Induced Mutations in the Starch Branching Enzyme II (SBEII) Genes Increase Amylose and Resistant Starch Content in Durum Wheat

Starch is the largest component of the wheat (Triticum aestivum L.) grain and consists of approximately 70 to 80% amylopectin and 20 to 30% amylose. Amylopectin is a highly branched, readily digested polysaccharide whereas amylose has few branches and forms complexes that resist digestion and mimic dietary fiber (resistant starch). Downregulation of the starch branching enzyme II (SBEII) gene by RNA interference (RNAi) was previously shown to increase amylose content in both hexaploid and tetraploid wheat. We generated ethyl methane sulfonate (EMS) mutants for the SBEIIa-A and SBEIIa-B homeologs in the tetraploid durum wheat variety Kronos [Triticum turgidum L. subsp. durum (Desf.) Husn.]. Single-gene mutants showed nonsignifi cant increases in amylose and resistant starch content, but a double mutant combining a SBEIIa-A knock-out mutation with a SBEIIa-B splice-site mutation showed a 22% increase in amylose content (P < 0.0001) and a 115% increase in resistant starch content (P < 0.0001).
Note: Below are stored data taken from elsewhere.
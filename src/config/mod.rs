#[cfg(feature = "cli")]
pub mod cli;
pub mod job_config;

#[cfg(feature = "cli")]
pub use cli::CliArgs;
pub use job_config::{DataFormat, ErrorPolicy, JobConfig, StepConfig};
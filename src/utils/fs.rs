//! Lazy directory walkers, usable as chain sources.

use crate::utils::error::{ChainError, Result};
use std::fs;
use std::path::{Path, PathBuf};
use walkdir::{DirEntry, WalkDir};

fn walk(root: &Path) -> impl Iterator<Item = Result<DirEntry>> {
    WalkDir::new(root)
        .sort_by_file_name()
        .into_iter()
        .map(|entry| entry.map_err(ChainError::upstream))
}

/// Every regular file below `root`, depth first, in file-name order within
/// each directory.
pub fn walk_files<P: AsRef<Path>>(root: P) -> impl Iterator<Item = Result<PathBuf>> {
    walk(root.as_ref()).filter_map(|entry| match entry {
        Ok(entry) if entry.file_type().is_file() => Some(Ok(entry.into_path())),
        Ok(_) => None,
        Err(err) => Some(Err(err)),
    })
}

/// Directories below `root` (including `root` itself) that contain no
/// subdirectories.
pub fn walk_leaf_dirs<P: AsRef<Path>>(root: P) -> impl Iterator<Item = Result<PathBuf>> {
    walk(root.as_ref()).filter_map(|entry| {
        let entry = match entry {
            Ok(entry) if entry.file_type().is_dir() => entry,
            Ok(_) => return None,
            Err(err) => return Some(Err(err)),
        };
        match has_subdirectory(entry.path()) {
            Ok(true) => None,
            Ok(false) => Some(Ok(entry.into_path())),
            Err(err) => Some(Err(err)),
        }
    })
}

fn has_subdirectory(dir: &Path) -> Result<bool> {
    for child in fs::read_dir(dir).map_err(ChainError::upstream)? {
        let child = child.map_err(ChainError::upstream)?;
        if child.file_type().map_err(ChainError::upstream)?.is_dir() {
            return Ok(true);
        }
    }
    Ok(false)
}
use chainz::utils::io::read_jsonl_records;
use chainz::utils::validation::Validate;
use chainz::{Chain, ChainError, JobConfig, JobEngine, Record};
use serde_json::json;
use std::fs;
use std::io::Write;
use tempfile::{NamedTempFile, TempDir};

fn write_job(dir: &TempDir, body: &str) -> anyhow::Result<NamedTempFile> {
    let root = dir.path().display().to_string().replace('\\', "/");
    let mut file = NamedTempFile::new()?;
    file.write_all(body.replace("{dir}", &root).as_bytes())?;
    Ok(file)
}

#[test]
fn test_job_file_end_to_end() -> anyhow::Result<()> {
    let dir = TempDir::new()?;
    fs::write(
        dir.path().join("orders.csv"),
        "order_id,customer,total,status\n\
         100,1,9.50,paid\n\
         101,2,3.00,void\n\
         102,3,12.25,paid\n\
         103,4,1.00,paid\n",
    )?;
    fs::write(
        dir.path().join("customers.jsonl"),
        "{\"customer\": \"1\", \"name\": \"ann\"}\n\
         {\"customer\": \"3\", \"name\": \"cy\"}\n\
         {\"customer\": \"4\", \"name\": \"dee\"}\n",
    )?;
    std::env::set_var("CHAINZ_JOB_TEST_STATUS", "void");

    let job = write_job(
        &dir,
        r#"
[job]
name = "paid orders"
description = "Orders joined with their customer"

[source]
path = "{dir}/orders.csv"
format = "csv"

[[steps]]
op = "omit_eq"
key = "status"
value = "${CHAINZ_JOB_TEST_STATUS}"

[[steps]]
op = "drop_key"
key = "status"

[[steps]]
op = "rename_key"
from = "total"
to = "amount"
strict = true

[[steps]]
op = "join"
key = "customer"
path = "{dir}/customers.jsonl"

[sink]
path = "{dir}/paid.jsonl"
"#,
    )?;

    let config = JobConfig::from_file(job.path())?;
    config.validate()?;
    let report = JobEngine::new(config).run()?;
    assert_eq!(report.written, 3);
    assert_eq!(report.skipped, 0);

    let mut out: Vec<serde_json::Value> = Chain::try_new(read_jsonl_records(dir.path().join("paid.jsonl"))?)
        .map(Record::into_value)
        .to_vec()?;
    out.sort_by_key(|record| record["order_id"].as_str().map(String::from));
    assert_eq!(
        out,
        vec![
            json!({"order_id": "100", "customer": "1", "amount": "9.50", "name": "ann"}),
            json!({"order_id": "102", "customer": "3", "amount": "12.25", "name": "cy"}),
            json!({"order_id": "103", "customer": "4", "amount": "1.00", "name": "dee"}),
        ]
    );
    Ok(())
}

#[test]
fn test_strict_rename_failure_is_not_skipped() -> anyhow::Result<()> {
    let dir = TempDir::new()?;
    fs::write(dir.path().join("in.jsonl"), "{\"a\": 1}\n{\"b\": 2}\n")?;
    let job = write_job(
        &dir,
        r#"
[job]
name = "strict"

[source]
path = "{dir}/in.jsonl"

[[steps]]
op = "rename_key"
from = "a"
to = "z"
strict = true

[sink]
path = "{dir}/out.jsonl"

[error_handling]
on_error = "skip"
"#,
    )?;

    let err = JobEngine::new(JobConfig::from_file(job.path())?).run().unwrap_err();
    assert!(matches!(err, ChainError::MissingKey { ref key } if key == "a"));
    Ok(())
}

#[test]
fn test_invalid_job_is_rejected_by_validation() -> anyhow::Result<()> {
    let dir = TempDir::new()?;
    let job = write_job(
        &dir,
        r#"
[job]
name = "no columns"

[source]
path = "{dir}/in.jsonl"

[[steps]]
op = "keep_keys"
keys = []

[sink]
path = "{dir}/out.csv"
format = "csv"
fieldnames = ["id"]
"#,
    )?;

    let config = JobConfig::from_file(job.path())?;
    assert!(matches!(config.validate(), Err(ChainError::MissingConfig { .. })));
    Ok(())
}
In addition, we obtained mutants for the A and B genome copies of the paralogous SBEIIb gene, mapped them 1 to 2 cM from SBEIIa, and generated double SBEIIa-SBEIIb mutants to study the effect of the SBEIIb gene in the absence of SBEIIa. These mutants are available to those interested in increasing amylose content and resistant starch in durum wheat.